Which lines in the records below contain the word "lookup"? Copy each of them.

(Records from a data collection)
-----

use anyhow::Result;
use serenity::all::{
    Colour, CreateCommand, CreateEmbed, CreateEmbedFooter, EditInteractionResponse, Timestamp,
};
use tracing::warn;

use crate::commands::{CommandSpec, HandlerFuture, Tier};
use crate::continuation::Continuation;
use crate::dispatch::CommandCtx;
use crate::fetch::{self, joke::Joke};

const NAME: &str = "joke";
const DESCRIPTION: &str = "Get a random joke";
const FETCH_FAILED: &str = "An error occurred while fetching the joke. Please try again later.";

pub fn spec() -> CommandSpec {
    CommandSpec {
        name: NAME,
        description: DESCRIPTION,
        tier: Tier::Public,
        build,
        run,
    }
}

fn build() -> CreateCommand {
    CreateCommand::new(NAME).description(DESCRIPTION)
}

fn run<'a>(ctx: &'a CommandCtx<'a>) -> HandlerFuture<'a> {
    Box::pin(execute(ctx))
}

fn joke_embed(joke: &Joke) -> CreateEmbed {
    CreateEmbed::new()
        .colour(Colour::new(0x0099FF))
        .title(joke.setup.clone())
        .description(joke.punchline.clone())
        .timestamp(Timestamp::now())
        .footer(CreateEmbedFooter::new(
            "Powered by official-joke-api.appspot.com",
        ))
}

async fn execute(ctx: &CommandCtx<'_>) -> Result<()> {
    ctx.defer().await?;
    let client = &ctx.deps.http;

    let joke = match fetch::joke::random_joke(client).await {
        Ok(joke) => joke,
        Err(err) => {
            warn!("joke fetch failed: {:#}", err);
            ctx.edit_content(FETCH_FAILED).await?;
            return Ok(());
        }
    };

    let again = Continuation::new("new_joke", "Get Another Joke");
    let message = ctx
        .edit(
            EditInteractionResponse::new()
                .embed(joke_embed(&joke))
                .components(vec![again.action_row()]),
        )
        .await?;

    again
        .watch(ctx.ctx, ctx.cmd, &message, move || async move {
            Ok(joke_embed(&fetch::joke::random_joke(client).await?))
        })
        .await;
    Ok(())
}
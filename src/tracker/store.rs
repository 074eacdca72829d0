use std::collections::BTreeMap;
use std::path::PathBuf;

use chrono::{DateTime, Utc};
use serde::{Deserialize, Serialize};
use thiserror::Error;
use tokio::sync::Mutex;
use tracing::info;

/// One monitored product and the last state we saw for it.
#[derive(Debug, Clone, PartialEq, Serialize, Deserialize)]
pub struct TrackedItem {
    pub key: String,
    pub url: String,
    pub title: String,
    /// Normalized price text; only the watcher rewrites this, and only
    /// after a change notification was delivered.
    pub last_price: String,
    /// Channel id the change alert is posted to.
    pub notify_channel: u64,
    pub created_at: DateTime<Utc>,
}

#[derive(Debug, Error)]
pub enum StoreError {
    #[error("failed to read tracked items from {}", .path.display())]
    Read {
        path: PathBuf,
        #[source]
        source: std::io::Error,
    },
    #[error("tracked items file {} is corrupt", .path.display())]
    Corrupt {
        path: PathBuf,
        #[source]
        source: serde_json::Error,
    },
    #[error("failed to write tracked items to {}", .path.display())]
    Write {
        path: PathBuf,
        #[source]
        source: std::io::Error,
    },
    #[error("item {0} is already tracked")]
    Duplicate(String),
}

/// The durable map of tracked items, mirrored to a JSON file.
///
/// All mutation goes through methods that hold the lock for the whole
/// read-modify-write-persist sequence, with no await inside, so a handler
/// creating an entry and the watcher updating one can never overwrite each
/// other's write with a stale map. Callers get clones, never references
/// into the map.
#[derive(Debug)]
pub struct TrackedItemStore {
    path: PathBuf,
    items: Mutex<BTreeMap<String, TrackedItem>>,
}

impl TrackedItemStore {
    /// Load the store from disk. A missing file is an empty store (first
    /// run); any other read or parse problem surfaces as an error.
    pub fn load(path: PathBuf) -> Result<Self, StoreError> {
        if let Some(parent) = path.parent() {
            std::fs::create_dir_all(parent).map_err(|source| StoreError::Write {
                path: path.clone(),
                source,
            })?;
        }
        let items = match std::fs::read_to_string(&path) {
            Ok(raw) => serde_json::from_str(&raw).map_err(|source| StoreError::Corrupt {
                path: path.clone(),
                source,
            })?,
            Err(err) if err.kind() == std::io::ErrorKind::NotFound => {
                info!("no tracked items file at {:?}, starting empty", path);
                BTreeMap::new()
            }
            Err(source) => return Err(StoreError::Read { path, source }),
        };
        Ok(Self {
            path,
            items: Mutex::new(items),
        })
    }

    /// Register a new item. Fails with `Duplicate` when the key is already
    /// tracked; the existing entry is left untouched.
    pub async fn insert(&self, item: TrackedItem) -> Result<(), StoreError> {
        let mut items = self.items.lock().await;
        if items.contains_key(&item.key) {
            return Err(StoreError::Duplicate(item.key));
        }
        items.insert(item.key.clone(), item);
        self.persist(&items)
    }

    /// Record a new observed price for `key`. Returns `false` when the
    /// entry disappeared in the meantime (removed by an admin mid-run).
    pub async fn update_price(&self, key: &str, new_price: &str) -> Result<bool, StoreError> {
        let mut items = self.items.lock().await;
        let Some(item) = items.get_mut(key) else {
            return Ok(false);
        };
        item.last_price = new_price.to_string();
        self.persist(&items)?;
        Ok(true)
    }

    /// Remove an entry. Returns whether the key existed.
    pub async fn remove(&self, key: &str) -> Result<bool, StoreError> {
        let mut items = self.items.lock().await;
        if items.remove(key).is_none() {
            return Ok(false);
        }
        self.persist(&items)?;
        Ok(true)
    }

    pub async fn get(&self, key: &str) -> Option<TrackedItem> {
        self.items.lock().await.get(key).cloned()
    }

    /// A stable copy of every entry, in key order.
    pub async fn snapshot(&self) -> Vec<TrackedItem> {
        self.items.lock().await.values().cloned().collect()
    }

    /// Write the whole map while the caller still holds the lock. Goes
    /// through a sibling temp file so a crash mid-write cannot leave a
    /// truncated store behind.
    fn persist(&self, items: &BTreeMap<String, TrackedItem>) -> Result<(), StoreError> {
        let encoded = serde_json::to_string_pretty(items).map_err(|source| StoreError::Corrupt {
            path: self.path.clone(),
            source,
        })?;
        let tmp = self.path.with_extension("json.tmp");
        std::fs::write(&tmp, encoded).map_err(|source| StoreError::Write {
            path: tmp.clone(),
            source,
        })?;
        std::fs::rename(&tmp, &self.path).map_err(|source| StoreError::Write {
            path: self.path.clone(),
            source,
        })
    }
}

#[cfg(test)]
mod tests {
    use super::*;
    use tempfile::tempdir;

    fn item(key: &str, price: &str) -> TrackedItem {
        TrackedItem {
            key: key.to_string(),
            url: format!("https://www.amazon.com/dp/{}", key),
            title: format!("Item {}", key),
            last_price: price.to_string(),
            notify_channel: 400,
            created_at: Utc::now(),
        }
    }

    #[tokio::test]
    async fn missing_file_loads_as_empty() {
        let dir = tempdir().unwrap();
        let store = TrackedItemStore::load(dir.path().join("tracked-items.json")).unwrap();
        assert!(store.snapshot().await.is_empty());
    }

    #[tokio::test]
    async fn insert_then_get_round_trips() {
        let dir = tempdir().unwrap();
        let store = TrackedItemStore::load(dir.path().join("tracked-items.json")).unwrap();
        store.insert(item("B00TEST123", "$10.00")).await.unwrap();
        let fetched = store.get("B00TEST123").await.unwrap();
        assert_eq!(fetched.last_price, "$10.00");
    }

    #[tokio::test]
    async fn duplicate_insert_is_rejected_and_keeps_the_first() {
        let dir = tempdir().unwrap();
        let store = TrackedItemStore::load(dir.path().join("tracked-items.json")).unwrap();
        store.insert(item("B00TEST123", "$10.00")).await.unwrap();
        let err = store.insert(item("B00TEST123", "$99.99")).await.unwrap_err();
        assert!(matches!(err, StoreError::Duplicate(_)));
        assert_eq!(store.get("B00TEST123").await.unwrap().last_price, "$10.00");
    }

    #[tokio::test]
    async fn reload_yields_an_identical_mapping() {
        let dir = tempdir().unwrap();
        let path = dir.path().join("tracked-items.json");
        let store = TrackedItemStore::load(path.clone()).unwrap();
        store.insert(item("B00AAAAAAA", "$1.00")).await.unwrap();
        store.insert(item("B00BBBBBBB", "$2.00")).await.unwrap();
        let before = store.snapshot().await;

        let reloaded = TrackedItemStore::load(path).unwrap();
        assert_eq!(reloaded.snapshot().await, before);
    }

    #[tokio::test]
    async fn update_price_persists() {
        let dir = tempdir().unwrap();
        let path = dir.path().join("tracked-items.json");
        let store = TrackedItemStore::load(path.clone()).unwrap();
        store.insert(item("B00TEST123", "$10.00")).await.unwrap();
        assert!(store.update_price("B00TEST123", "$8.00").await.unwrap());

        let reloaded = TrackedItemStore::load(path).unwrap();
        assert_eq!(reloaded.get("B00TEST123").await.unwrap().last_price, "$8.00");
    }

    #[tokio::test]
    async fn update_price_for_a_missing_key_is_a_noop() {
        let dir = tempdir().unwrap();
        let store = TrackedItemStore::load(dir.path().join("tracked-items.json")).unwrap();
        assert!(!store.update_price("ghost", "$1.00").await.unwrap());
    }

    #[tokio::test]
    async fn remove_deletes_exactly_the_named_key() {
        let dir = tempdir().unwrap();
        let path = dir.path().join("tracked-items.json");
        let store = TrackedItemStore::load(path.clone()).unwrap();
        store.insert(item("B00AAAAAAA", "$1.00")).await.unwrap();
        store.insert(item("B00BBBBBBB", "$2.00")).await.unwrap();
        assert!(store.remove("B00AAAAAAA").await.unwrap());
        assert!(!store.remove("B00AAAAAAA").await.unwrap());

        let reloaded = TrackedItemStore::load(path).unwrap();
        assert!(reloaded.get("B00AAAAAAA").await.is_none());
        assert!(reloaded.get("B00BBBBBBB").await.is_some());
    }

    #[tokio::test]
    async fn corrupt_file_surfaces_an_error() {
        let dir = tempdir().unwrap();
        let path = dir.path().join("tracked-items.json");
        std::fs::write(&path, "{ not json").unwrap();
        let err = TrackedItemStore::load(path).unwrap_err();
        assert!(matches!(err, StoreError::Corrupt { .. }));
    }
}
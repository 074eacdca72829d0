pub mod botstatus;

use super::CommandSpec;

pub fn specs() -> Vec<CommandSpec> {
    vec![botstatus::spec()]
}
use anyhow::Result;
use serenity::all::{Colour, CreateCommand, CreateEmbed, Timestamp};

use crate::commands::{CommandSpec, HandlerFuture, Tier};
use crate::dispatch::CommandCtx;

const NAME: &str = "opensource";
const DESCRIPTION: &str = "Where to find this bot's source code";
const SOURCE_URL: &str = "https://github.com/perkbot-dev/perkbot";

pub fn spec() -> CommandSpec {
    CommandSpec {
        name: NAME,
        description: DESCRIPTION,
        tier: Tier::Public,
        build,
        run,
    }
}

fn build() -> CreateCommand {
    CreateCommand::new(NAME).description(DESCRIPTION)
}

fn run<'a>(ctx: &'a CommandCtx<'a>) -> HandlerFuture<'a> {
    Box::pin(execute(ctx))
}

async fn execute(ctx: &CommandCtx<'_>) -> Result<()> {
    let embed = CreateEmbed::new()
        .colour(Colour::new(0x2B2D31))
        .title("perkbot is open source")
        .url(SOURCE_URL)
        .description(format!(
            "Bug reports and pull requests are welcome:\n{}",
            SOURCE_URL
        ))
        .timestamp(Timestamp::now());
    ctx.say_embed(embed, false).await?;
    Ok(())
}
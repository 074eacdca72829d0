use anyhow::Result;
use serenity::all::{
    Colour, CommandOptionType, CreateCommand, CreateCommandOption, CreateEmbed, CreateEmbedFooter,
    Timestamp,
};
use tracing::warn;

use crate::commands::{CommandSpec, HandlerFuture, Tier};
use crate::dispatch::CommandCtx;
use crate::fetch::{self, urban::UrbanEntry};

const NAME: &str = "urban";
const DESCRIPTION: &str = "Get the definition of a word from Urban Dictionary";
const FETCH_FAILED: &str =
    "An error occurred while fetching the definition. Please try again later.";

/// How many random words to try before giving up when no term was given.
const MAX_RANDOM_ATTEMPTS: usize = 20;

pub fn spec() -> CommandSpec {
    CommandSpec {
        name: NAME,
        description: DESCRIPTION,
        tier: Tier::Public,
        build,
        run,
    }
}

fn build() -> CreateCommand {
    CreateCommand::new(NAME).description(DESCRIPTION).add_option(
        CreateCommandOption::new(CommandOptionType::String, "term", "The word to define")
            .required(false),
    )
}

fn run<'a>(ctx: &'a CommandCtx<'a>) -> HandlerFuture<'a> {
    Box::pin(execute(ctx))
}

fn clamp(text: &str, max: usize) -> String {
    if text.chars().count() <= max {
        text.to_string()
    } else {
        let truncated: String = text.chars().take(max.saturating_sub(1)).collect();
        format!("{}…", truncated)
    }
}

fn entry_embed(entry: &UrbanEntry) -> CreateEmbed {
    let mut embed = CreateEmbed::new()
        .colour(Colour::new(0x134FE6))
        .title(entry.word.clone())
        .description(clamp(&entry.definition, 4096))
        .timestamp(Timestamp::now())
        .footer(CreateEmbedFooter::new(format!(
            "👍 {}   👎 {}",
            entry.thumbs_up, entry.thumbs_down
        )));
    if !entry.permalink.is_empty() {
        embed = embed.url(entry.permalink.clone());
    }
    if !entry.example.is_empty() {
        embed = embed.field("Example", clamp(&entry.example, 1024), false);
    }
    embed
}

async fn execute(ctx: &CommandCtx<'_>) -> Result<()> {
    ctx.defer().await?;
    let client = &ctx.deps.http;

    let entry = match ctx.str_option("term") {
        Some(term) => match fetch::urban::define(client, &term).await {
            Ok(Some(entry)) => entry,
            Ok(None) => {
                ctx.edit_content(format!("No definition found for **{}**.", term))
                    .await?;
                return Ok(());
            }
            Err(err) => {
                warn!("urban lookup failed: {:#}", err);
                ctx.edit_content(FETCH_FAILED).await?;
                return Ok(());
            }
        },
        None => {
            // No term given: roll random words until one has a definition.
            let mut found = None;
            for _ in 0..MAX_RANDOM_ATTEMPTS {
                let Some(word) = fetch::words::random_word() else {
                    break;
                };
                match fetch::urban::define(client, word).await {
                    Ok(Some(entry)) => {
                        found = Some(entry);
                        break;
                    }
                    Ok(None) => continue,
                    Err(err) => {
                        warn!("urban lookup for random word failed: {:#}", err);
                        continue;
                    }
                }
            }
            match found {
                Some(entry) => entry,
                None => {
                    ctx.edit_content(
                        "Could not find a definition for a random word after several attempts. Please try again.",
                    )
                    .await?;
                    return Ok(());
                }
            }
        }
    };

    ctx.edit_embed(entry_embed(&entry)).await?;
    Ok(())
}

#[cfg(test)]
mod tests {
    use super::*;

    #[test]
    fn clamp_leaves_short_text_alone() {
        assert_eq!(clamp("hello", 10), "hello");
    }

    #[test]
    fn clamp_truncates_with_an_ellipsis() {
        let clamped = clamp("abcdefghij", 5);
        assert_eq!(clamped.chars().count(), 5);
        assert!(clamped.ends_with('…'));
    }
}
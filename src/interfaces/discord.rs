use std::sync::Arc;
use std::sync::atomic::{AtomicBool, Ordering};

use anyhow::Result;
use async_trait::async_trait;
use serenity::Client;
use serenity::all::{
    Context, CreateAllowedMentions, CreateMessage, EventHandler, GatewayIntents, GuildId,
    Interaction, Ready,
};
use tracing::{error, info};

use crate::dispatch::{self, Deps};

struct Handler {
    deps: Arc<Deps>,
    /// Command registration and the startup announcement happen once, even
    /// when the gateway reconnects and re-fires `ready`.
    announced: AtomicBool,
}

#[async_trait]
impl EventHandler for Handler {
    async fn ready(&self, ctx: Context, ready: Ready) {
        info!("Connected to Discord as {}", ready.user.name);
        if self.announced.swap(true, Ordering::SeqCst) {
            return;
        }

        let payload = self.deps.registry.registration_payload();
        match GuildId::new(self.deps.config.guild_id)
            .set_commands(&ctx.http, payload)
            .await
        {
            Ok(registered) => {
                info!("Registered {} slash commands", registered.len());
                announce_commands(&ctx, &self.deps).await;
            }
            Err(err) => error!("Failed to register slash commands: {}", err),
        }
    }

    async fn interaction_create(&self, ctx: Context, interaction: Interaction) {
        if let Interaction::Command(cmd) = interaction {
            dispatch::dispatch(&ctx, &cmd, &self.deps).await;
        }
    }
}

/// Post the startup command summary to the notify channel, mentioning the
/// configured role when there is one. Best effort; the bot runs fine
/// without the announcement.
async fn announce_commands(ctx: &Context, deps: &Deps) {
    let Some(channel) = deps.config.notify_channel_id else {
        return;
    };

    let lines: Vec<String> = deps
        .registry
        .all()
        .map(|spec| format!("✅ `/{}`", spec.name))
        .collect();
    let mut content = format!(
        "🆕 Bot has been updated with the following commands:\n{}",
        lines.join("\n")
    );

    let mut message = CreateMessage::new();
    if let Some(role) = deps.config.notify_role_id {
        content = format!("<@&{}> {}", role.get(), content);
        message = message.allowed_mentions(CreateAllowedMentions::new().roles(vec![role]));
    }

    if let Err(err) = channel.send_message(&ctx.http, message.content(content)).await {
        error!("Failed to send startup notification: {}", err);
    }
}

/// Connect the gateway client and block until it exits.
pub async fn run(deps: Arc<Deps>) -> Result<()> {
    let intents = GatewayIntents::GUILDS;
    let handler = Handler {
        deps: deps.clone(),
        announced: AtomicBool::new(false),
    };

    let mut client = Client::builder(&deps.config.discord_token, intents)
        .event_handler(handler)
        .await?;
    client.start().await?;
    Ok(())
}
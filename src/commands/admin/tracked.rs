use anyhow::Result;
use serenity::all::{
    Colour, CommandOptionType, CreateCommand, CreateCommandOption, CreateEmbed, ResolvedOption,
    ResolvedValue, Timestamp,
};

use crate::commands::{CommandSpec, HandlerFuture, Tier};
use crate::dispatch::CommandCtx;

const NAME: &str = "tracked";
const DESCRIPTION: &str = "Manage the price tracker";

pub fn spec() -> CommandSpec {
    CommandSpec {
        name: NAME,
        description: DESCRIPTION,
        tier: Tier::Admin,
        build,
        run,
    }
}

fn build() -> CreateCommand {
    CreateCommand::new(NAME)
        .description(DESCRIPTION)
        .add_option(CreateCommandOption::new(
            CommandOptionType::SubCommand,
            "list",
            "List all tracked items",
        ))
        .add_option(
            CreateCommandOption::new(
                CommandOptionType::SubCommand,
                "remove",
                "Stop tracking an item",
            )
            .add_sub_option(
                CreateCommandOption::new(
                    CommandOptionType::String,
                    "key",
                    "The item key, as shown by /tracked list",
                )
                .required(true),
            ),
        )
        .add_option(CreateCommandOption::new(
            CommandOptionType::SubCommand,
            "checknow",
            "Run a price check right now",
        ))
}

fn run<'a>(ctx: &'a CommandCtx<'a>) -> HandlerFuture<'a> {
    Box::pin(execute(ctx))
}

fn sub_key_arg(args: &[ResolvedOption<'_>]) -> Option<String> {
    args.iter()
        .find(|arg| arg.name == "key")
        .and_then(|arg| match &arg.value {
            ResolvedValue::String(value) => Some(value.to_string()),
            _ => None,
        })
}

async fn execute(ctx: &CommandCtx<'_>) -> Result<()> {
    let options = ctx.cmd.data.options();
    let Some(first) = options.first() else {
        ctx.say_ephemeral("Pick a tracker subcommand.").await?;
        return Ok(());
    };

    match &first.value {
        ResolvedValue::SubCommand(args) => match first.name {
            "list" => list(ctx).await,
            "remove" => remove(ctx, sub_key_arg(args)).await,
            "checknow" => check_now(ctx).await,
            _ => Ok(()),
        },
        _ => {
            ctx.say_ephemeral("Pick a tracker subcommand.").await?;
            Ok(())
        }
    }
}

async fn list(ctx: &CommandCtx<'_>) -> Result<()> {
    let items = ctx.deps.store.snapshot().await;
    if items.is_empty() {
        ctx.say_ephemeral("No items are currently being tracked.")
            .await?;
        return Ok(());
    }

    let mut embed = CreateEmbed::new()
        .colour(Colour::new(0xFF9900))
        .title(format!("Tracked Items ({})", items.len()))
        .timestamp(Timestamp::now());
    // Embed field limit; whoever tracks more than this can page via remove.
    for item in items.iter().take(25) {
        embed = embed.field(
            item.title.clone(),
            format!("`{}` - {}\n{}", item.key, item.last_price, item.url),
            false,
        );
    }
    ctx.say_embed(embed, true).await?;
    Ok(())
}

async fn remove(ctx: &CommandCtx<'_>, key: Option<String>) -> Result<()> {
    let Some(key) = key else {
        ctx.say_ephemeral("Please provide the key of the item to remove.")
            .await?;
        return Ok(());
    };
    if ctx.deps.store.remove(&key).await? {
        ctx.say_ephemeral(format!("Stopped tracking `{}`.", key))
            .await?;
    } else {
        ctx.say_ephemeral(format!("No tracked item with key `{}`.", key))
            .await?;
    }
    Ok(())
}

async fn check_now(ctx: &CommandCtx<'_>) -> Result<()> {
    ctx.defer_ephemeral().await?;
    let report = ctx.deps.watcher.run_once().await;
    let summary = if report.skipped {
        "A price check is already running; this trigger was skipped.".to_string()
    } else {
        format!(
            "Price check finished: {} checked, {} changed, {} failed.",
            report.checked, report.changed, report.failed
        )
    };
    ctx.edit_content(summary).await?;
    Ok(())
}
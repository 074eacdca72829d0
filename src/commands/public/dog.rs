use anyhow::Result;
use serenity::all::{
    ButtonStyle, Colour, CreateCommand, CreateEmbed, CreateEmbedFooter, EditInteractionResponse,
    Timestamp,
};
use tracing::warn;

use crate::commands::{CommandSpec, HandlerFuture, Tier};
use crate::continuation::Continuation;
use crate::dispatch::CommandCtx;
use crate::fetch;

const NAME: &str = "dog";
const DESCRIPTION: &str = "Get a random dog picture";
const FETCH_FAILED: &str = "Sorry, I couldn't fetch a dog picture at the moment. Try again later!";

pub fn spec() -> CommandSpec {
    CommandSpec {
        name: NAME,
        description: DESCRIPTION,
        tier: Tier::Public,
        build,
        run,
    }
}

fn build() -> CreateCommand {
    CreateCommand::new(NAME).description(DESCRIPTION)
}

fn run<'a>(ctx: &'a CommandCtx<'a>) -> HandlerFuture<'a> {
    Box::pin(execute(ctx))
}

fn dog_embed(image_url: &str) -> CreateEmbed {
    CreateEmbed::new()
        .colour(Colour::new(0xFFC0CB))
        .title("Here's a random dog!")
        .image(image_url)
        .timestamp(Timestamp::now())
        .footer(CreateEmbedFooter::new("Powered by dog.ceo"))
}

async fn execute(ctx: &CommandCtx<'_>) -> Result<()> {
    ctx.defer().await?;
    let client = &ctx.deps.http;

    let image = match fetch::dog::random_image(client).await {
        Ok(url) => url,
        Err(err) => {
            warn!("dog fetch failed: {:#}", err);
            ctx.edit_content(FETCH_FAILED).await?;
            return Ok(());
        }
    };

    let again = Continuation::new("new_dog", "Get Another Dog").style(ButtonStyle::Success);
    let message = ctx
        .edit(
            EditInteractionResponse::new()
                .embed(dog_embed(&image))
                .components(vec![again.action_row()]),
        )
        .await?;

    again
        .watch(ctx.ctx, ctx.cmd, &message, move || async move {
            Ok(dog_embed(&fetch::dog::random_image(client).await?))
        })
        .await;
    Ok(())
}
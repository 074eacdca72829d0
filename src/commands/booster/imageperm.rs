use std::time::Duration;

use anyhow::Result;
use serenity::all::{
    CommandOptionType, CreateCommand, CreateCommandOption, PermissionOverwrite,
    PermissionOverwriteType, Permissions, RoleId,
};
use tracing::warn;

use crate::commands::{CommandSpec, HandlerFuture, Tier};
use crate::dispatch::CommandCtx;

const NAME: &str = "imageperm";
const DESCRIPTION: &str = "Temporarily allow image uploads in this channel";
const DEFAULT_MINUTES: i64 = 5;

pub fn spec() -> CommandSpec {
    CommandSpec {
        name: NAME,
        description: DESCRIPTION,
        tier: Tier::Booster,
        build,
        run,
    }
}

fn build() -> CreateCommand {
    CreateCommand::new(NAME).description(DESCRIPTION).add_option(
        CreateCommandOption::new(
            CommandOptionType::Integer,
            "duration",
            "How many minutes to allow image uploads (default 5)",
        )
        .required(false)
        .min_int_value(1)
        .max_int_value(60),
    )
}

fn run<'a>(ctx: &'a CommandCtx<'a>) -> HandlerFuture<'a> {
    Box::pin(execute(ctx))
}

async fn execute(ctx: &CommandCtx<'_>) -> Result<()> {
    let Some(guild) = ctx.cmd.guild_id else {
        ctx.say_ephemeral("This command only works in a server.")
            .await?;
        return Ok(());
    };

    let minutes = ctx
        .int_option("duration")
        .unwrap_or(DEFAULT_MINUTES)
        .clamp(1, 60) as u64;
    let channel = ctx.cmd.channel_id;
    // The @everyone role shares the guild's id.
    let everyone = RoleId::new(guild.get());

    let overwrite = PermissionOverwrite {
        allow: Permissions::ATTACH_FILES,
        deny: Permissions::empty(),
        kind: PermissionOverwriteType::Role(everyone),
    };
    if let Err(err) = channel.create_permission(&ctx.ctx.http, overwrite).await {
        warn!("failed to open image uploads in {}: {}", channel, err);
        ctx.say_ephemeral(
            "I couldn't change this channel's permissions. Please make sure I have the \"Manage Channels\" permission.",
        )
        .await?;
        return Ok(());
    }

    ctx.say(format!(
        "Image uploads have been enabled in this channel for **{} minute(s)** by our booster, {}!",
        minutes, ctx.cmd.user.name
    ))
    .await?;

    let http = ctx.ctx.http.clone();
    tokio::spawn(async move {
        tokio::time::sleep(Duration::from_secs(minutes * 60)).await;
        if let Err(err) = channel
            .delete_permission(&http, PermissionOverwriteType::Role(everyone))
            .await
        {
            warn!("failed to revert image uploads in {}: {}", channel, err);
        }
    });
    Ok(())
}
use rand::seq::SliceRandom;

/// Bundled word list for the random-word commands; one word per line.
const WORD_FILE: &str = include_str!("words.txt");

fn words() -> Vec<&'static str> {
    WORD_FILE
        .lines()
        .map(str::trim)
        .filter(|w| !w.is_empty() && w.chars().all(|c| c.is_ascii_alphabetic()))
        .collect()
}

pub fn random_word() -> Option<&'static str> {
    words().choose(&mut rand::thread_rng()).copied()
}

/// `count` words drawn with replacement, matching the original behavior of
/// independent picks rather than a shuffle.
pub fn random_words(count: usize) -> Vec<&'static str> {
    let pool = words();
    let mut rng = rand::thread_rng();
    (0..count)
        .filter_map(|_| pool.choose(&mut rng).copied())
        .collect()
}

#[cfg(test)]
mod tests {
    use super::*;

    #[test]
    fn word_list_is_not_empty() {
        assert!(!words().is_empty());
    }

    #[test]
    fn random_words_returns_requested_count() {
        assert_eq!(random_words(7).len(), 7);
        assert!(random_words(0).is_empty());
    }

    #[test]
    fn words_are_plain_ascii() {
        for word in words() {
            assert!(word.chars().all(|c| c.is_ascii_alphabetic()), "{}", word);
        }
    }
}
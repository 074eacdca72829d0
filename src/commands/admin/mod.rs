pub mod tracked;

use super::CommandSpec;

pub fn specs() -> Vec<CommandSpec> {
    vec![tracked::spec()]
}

-----

*REPLY TO THE TASK*:
                warn!("urban lookup failed: {:#}", err);
                        warn!("urban lookup for random word failed: {:#}", err);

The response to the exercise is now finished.